▶ Data shown:
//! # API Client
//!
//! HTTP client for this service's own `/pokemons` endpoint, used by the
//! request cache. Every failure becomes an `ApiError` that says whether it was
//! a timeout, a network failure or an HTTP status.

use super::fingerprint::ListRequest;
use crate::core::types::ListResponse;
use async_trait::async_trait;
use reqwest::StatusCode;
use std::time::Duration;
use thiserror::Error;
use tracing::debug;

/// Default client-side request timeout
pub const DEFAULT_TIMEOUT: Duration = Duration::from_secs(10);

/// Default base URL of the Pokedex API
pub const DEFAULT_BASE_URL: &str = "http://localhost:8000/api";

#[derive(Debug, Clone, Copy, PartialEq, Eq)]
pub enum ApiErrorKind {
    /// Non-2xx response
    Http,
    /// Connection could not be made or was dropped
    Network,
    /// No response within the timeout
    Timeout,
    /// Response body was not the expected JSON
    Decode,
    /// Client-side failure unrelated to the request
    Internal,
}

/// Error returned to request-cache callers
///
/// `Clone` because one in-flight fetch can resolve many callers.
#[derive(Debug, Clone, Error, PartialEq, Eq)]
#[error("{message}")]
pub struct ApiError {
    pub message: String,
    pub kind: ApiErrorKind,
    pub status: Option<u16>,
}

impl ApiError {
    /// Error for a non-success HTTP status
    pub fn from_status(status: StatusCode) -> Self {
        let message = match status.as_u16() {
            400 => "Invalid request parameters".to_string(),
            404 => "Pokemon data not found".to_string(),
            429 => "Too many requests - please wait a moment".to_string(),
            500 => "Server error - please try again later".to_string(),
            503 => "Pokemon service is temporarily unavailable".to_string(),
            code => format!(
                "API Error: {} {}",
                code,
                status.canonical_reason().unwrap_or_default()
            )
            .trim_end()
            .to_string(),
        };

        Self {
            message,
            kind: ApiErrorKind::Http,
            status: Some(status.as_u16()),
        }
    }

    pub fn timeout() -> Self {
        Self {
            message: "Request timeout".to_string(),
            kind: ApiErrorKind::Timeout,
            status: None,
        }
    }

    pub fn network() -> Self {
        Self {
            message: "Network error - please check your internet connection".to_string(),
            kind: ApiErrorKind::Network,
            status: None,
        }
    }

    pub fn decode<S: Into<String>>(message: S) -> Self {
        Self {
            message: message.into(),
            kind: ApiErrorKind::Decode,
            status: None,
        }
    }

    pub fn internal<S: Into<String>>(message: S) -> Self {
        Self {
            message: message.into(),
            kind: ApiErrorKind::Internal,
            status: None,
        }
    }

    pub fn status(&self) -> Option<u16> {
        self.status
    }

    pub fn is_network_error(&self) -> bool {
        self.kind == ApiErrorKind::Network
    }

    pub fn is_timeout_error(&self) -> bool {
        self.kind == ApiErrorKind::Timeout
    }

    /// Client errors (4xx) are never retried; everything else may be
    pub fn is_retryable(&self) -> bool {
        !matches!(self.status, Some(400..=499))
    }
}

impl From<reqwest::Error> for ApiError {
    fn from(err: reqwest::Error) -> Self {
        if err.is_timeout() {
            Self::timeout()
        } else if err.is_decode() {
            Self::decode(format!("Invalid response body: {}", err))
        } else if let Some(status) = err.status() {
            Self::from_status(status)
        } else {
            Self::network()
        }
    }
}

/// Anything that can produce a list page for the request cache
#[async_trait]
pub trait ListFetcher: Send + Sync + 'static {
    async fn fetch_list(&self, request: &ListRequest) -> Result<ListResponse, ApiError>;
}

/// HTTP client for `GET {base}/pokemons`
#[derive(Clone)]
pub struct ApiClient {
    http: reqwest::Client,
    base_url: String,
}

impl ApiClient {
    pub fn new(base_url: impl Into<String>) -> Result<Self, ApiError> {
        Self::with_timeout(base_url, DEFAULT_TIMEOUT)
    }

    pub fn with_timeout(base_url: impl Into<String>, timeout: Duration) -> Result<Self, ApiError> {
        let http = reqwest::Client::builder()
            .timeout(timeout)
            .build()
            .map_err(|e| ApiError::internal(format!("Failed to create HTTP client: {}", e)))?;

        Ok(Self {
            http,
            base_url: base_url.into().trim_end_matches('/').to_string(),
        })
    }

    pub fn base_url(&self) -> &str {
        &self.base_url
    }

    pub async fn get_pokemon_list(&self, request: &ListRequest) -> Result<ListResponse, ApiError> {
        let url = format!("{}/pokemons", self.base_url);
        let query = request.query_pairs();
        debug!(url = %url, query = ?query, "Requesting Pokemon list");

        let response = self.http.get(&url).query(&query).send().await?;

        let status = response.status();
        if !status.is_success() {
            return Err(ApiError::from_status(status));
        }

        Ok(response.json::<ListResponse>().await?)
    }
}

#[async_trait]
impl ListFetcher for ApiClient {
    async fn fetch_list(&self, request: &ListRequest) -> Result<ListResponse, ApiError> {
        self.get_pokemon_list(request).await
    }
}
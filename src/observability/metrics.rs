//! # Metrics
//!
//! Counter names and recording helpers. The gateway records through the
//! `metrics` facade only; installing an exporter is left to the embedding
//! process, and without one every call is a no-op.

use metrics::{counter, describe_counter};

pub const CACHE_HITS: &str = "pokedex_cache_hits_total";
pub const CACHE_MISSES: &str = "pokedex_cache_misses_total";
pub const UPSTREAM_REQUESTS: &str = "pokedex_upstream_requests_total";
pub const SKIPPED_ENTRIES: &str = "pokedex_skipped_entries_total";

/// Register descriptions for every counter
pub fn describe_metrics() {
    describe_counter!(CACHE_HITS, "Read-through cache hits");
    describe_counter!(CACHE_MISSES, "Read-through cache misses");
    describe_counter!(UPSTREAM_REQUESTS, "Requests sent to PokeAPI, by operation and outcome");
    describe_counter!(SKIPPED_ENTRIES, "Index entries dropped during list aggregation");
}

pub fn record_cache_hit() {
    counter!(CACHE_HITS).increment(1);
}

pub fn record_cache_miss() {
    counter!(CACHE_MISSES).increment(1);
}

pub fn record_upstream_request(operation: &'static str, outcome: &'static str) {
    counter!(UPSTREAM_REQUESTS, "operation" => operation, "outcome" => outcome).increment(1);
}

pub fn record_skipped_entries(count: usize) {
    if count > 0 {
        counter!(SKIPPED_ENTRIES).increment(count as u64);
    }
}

▶ Instructions to follow:
Show each line in the entries that holds the string "Duration".

▶ Response to this task:
use std::time::Duration;
pub const DEFAULT_TIMEOUT: Duration = Duration::from_secs(10);
    pub fn with_timeout(base_url: impl Into<String>, timeout: Duration) -> Result<Self, ApiError> {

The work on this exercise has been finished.